Data for analysis section start

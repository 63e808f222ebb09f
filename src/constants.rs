//! Central configuration constants for grid-bot-validator.
//!
//! This module contains the thresholds the validators enforce. Modify values
//! here to adjust acceptance rules without changing validation logic.

// =============================================================================
// GRID SHAPE CONSTANTS
// =============================================================================

/// Smallest accepted percentage step between ladder levels (0.2%)
pub const MIN_SMALL_GRID_PERCENT: f64 = 0.2;

/// Minimum capital per ladder interval, in quote currency
pub const MIN_INVESTMENT_PER_GRID: f64 = 10.0;

/// Dip percentage used when the field is left empty
pub const DEFAULT_DIP_PERCENTAGE: f64 = 0.0;

// =============================================================================
// LADDER LIMITS
// =============================================================================

/// Upper bound on the number of levels a ladder may be asked to materialize.
/// Requests projected above this are reported as invalid input.
pub const MAX_LADDER_LEVELS: usize = 1_000_000;

// =============================================================================
// RUNTIME DEFAULTS
// =============================================================================

/// Directory for rolling log files
pub const DEFAULT_LOG_DIR: &str = "logs";

/// Rolling log file prefix
pub const LOG_FILE_NAME: &str = "validator.log";

/// Default tracing filter directive
pub const DEFAULT_LOG_FILTER: &str = "info";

Data for analysis section end

> **Work request**: Repeat the listing above exactly, every line of it.

> **Exercise result**:
repository 63e808f222ebb09f
filename src/constants.rs
//! Central configuration constants for grid-bot-validator.
//!
//! This module contains the thresholds the validators enforce. Modify values
//! here to adjust acceptance rules without changing validation logic.

// =============================================================================
// GRID SHAPE CONSTANTS
// =============================================================================

/// Smallest accepted percentage step between ladder levels (0.2%)
pub const MIN_SMALL_GRID_PERCENT: f64 = 0.2;

/// Minimum capital per ladder interval, in quote currency
pub const MIN_INVESTMENT_PER_GRID: f64 = 10.0;

/// Dip percentage used when the field is left empty
pub const DEFAULT_DIP_PERCENTAGE: f64 = 0.0;

// =============================================================================
// LADDER LIMITS
// =============================================================================

/// Upper bound on the number of levels a ladder may be asked to materialize.
/// Requests projected above this are reported as invalid input.
pub const MAX_LADDER_LEVELS: usize = 1_000_000;

// =============================================================================
// RUNTIME DEFAULTS
// =============================================================================

/// Directory for rolling log files
pub const DEFAULT_LOG_DIR: &str = "logs";

/// Rolling log file prefix
pub const LOG_FILE_NAME: &str = "validator.log";

/// Default tracing filter directive
pub const DEFAULT_LOG_FILTER: &str = "info";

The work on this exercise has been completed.